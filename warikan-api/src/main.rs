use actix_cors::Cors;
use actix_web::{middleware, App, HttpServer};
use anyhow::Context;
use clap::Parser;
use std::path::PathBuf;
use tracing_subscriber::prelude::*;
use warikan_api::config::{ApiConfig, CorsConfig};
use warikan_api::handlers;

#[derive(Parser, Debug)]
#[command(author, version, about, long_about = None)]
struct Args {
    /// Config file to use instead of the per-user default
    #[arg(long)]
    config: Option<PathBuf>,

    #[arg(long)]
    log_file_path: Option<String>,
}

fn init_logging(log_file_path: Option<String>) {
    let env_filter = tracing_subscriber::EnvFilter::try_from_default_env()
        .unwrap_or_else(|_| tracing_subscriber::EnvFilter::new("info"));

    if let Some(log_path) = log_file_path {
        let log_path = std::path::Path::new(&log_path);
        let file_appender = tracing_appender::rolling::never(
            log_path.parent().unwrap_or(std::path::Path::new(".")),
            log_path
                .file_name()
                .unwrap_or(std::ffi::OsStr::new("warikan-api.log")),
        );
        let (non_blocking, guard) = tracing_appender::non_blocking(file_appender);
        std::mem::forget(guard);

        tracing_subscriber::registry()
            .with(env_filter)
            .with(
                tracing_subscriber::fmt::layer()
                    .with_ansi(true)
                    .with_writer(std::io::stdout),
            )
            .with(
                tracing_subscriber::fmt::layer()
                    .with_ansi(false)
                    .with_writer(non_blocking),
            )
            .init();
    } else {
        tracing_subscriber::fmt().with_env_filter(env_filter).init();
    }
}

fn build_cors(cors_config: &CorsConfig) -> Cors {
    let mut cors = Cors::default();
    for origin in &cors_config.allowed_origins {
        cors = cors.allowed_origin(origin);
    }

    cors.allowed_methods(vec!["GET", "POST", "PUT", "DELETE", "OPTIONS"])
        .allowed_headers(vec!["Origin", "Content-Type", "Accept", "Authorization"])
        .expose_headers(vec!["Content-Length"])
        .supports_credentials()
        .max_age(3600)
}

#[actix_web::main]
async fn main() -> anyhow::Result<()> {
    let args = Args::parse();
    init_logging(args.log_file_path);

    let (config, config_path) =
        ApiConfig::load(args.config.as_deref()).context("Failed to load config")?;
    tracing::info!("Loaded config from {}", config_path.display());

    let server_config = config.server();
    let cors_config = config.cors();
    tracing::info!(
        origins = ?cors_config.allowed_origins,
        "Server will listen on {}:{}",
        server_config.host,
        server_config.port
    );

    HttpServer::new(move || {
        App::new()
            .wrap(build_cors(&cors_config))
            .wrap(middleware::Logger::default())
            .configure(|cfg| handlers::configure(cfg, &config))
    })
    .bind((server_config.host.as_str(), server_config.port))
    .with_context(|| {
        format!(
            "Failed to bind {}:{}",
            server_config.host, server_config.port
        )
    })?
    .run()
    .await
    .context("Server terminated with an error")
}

Assignment> Reply with one number, the count of lines in the records that include the word "EnvFilter".

Result of this exercise> 2